Princeton professor Angus Deaton won the Nobel Memorial Prize in Economic Sciences on Monday for his work on consumption, income and poverty.
Much of his work focuses on how to measure poverty around the world. The question of who is poor, he says, is very easy to determine at a community level. It's doable at a national level. But when you try to determine just who is poor worldwide, it's nearly impossible. Figuring out what poverty is globally is a big part of Deaton's work.
He has asked whether poverty should just be measured in terms of the question, "Do you have enough to eat?" or whether there are other factors that should play into the definition -- and whether those factors are different across different societies.
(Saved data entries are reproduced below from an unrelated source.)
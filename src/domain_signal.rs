//! Passive domain/DNS signal collection
//!
//! Given a bare domain, gathers a point-in-time technical snapshot:
//! MX records and the mail provider they imply, name-server hosting provider,
//! WHOIS registration date, SSL certificate expiry (via CT logs), and
//! technology-stack markers from the landing page response.
//!
//! One attempt per trigger; the caller decides whether to re-run. Re-running
//! replaces the snapshot wholesale.

use chrono::{DateTime, NaiveDate, NaiveDateTime, Utc};
use hickory_resolver::config::{LookupIpStrategy, ResolverConfig, ResolverOpts};
use hickory_resolver::TokioAsyncResolver;
use once_cell::sync::Lazy;
use regex::Regex;
use serde::{Deserialize, Serialize};
use std::collections::BTreeSet;
use std::time::Duration;
use thiserror::Error;
use tracing::{debug, warn};
use whois_rust::{WhoIs, WhoIsLookupOptions};

use crate::config::AppConfig;
use crate::domain_utils;

#[derive(Error, Debug)]
pub enum LookupError {
    #[error("Domain {0} is unreachable")]
    Unreachable(String),

    #[error("Lookup for {0} timed out")]
    Timeout(String),

    #[error("Malformed domain: {0}")]
    MalformedDomain(String),
}

/// Immutable technical snapshot for one domain.
#[derive(Debug, Clone, Serialize, Deserialize, Default)]
pub struct DomainSignal {
    pub domain: String,
    pub registration_date: Option<NaiveDate>,
    pub ssl_expiry: Option<DateTime<Utc>>,
    /// MX exchange hosts, ordered by preference.
    pub mx_records: Vec<String>,
    pub inferred_mail_provider: Option<String>,
    pub hosting_provider: Option<String>,
    pub tech_stack: BTreeSet<String>,
}

static WHOIS_CREATION_REGEX: Lazy<Regex> = Lazy::new(|| {
    Regex::new(r"(?im)^\s*(?:Creation Date|created|Registered On|Registration Date):\s*(\S+)")
        .unwrap()
});

/// crt.sh API entry (partial)
#[derive(Debug, Deserialize)]
struct CrtShEntry {
    not_after: Option<String>,
}

/// Collect the full technical snapshot for a bare domain.
///
/// The individual sub-lookups are best effort: a failed WHOIS or CT query
/// leaves its field `None` rather than failing the snapshot. Only an
/// unusable domain or a completely unreachable DNS zone is an error.
pub async fn collect(domain: &str, config: &AppConfig) -> Result<DomainSignal, LookupError> {
    let domain = domain_utils::normalize_domain(domain);
    if !domain_utils::is_valid_domain(&domain) {
        return Err(LookupError::MalformedDomain(domain));
    }

    debug!("Collecting domain signal for {}", domain);

    let resolver = build_resolver(config);
    let dns_timeout = Duration::from_secs(config.dns.lookup_timeout_secs);

    let mx_records = match tokio::time::timeout(dns_timeout, resolver.mx_lookup(domain.clone())).await
    {
        Ok(Ok(lookup)) => {
            let mut records: Vec<(u16, String)> = lookup
                .iter()
                .map(|mx| {
                    (
                        mx.preference(),
                        mx.exchange().to_utf8().trim_end_matches('.').to_string(),
                    )
                })
                .collect();
            records.sort();
            records.into_iter().map(|(_, host)| host).collect()
        }
        Ok(Err(e)) => {
            debug!("MX lookup failed for {}: {}", domain, e);
            Vec::new()
        }
        Err(_) => return Err(LookupError::Timeout(domain)),
    };

    let ns_records = match tokio::time::timeout(dns_timeout, resolver.ns_lookup(domain.clone())).await
    {
        Ok(Ok(lookup)) => lookup
            .iter()
            .map(|ns| ns.0.to_utf8().trim_end_matches('.').to_string())
            .collect::<Vec<String>>(),
        Ok(Err(e)) => {
            debug!("NS lookup failed for {}: {}", domain, e);
            Vec::new()
        }
        Err(_) => Vec::new(),
    };

    // A zone that answers neither MX nor NS is effectively dark to us.
    if mx_records.is_empty() && ns_records.is_empty() {
        return Err(LookupError::Unreachable(domain));
    }

    let inferred_mail_provider = infer_mail_provider(&mx_records, config);
    let hosting_provider = infer_hosting_provider(&ns_records, config);

    let registration_date = match lookup_registration_date(&domain).await {
        Ok(date) => date,
        Err(e) => {
            warn!("WHOIS registration lookup failed for {}: {}", domain, e);
            None
        }
    };

    let ssl_expiry = match lookup_ssl_expiry(&domain, config).await {
        Ok(expiry) => expiry,
        Err(e) => {
            warn!("CT log expiry lookup failed for {}: {}", domain, e);
            None
        }
    };

    let tech_stack = match detect_tech_stack(&domain, config).await {
        Ok(stack) => stack,
        Err(e) => {
            debug!("Tech stack detection failed for {}: {}", domain, e);
            BTreeSet::new()
        }
    };

    Ok(DomainSignal {
        domain,
        registration_date,
        ssl_expiry,
        mx_records,
        inferred_mail_provider,
        hosting_provider,
        tech_stack,
    })
}

fn build_resolver(config: &AppConfig) -> TokioAsyncResolver {
    let mut opts = ResolverOpts::default();
    opts.timeout = Duration::from_secs(config.dns.lookup_timeout_secs);
    opts.attempts = 1; // Single attempt, caller owns retry policy
    opts.ip_strategy = LookupIpStrategy::Ipv4thenIpv6;
    TokioAsyncResolver::tokio(ResolverConfig::default(), opts)
}

/// Map the ordered MX hosts onto a mail provider display name. First match
/// in preference order wins; unmatched hosts yield `None`, never a guess.
pub fn infer_mail_provider(mx_records: &[String], config: &AppConfig) -> Option<String> {
    mx_records
        .iter()
        .find_map(|host| config.providers.mail_provider_for(host))
}

/// Map name-server hosts onto a hosting provider display name.
pub fn infer_hosting_provider(ns_records: &[String], config: &AppConfig) -> Option<String> {
    ns_records
        .iter()
        .find_map(|host| config.providers.hosting_provider_for(host))
}

/// WHOIS creation date for the domain, best effort.
async fn lookup_registration_date(domain: &str) -> anyhow::Result<Option<NaiveDate>> {
    let whois = WhoIs::from_string(
        r#"{
            "com": "whois.verisign-grs.com",
            "net": "whois.verisign-grs.com",
            "org": "whois.pir.org",
            "": "whois.iana.org"
        }"#,
    )
    .map_err(|e| anyhow::anyhow!("Failed to create WHOIS client: {}", e))?;

    let options = WhoIsLookupOptions::from_string(domain)
        .map_err(|e| anyhow::anyhow!("Invalid domain for WHOIS lookup: {}", e))?;

    let raw = tokio::time::timeout(
        Duration::from_secs(10),
        whois.lookup_async(options),
    )
    .await
    .map_err(|_| anyhow::anyhow!("WHOIS lookup timed out"))?
    .map_err(|e| anyhow::anyhow!("WHOIS lookup failed: {}", e))?;

    Ok(parse_registration_date(&raw))
}

/// Pull the creation date out of a raw WHOIS response. Registries disagree
/// on both field names and date formats.
pub fn parse_registration_date(raw: &str) -> Option<NaiveDate> {
    let captured = WHOIS_CREATION_REGEX.captures(raw)?;
    let value = captured[1].trim_end_matches(',');

    if let Ok(dt) = DateTime::parse_from_rfc3339(value) {
        return Some(dt.date_naive());
    }
    for format in ["%Y-%m-%dT%H:%M:%S%.fZ", "%Y-%m-%d", "%d-%b-%Y", "%Y.%m.%d"] {
        if let Ok(dt) = NaiveDateTime::parse_from_str(value, format) {
            return Some(dt.date());
        }
        if let Ok(date) = NaiveDate::parse_from_str(value, format) {
            return Some(date);
        }
    }
    None
}

/// Latest certificate expiry for the domain, from crt.sh.
async fn lookup_ssl_expiry(
    domain: &str,
    config: &AppConfig,
) -> anyhow::Result<Option<DateTime<Utc>>> {
    let url = format!("https://crt.sh/?q={}&output=json", domain);
    debug!("Querying crt.sh: {}", url);

    let client = reqwest::Client::builder()
        .timeout(Duration::from_secs(config.http.request_timeout_secs))
        .user_agent(&config.http.user_agent)
        .build()?;

    let entries: Vec<CrtShEntry> = client.get(&url).send().await?.json().await?;

    let latest = entries
        .iter()
        .filter_map(|e| e.not_after.as_deref())
        .filter_map(parse_cert_timestamp)
        .max();

    Ok(latest)
}

fn parse_cert_timestamp(value: &str) -> Option<DateTime<Utc>> {
    for format in ["%Y-%m-%dT%H:%M:%S", "%Y-%m-%dT%H:%M:%S%.f"] {
        if let Ok(dt) = NaiveDateTime::parse_from_str(value, format) {
            return Some(dt.and_utc());
        }
    }
    None
}

/// Detect technology-stack markers from the landing page response: server
/// headers and a few well-known generator/platform fingerprints in the HTML.
async fn detect_tech_stack(
    domain: &str,
    config: &AppConfig,
) -> anyhow::Result<BTreeSet<String>> {
    let client = reqwest::Client::builder()
        .timeout(Duration::from_secs(config.http.request_timeout_secs))
        .user_agent(&config.http.user_agent)
        .redirect(reqwest::redirect::Policy::limited(5))
        .build()?;

    let response = client.get(format!("https://{}", domain)).send().await?;

    let mut stack = BTreeSet::new();

    for header in ["server", "x-powered-by", "x-generator"] {
        if let Some(value) = response.headers().get(header).and_then(|v| v.to_str().ok()) {
            // "nginx/1.24.0" -> "nginx"
            let name = value.split(['/', ' ']).next().unwrap_or(value).trim();
            if !name.is_empty() {
                stack.insert(name.to_string());
            }
        }
    }

    let body = response.text().await.unwrap_or_default();
    stack.extend(detect_html_markers(&body));

    Ok(stack)
}

/// Platform fingerprints visible in page markup.
pub fn detect_html_markers(html: &str) -> BTreeSet<String> {
    let markers: &[(&str, &str)] = &[
        ("wp-content", "WordPress"),
        ("wp-includes", "WordPress"),
        ("cdn.shopify.com", "Shopify"),
        ("squarespace.com", "Squarespace"),
        ("static.wixstatic.com", "Wix"),
        ("hs-scripts.com", "HubSpot"),
        ("assets.squarespace.com", "Squarespace"),
        ("__NEXT_DATA__", "Next.js"),
        ("data-reactroot", "React"),
        ("ng-version", "Angular"),
        ("drupal-", "Drupal"),
        ("gtag(", "Google Analytics"),
        ("googletagmanager.com", "Google Tag Manager"),
    ];

    markers
        .iter()
        .filter(|(needle, _)| html.contains(needle))
        .map(|(_, name)| name.to_string())
        .collect()
}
Deaton wrote a very good (non-technical) essay about the difficulties of measuring poverty back in 2003. In it, he writes of all the different factors that have nothing to do with having enough food that go into determining if someone is poor around the world:
Even if you have enough goods, they are worth little if you are not healthy enough to enjoy them. Children who live in an unsanitary environment will obtain little nutritional benefit from the food that they eat if they continually suffer from diarrhea. More broadly, girls who are denied the opportunity to go to school experience yet another type of poverty, the poverty of not being able to read and to participate in activities that are only open to the literate. People are also poor in another sense if they lack the resources to participate fully in the society in which they live, who in Adam Smith’s term “are afraid to appear in public,” even if their incomes would be sufficient in some other society.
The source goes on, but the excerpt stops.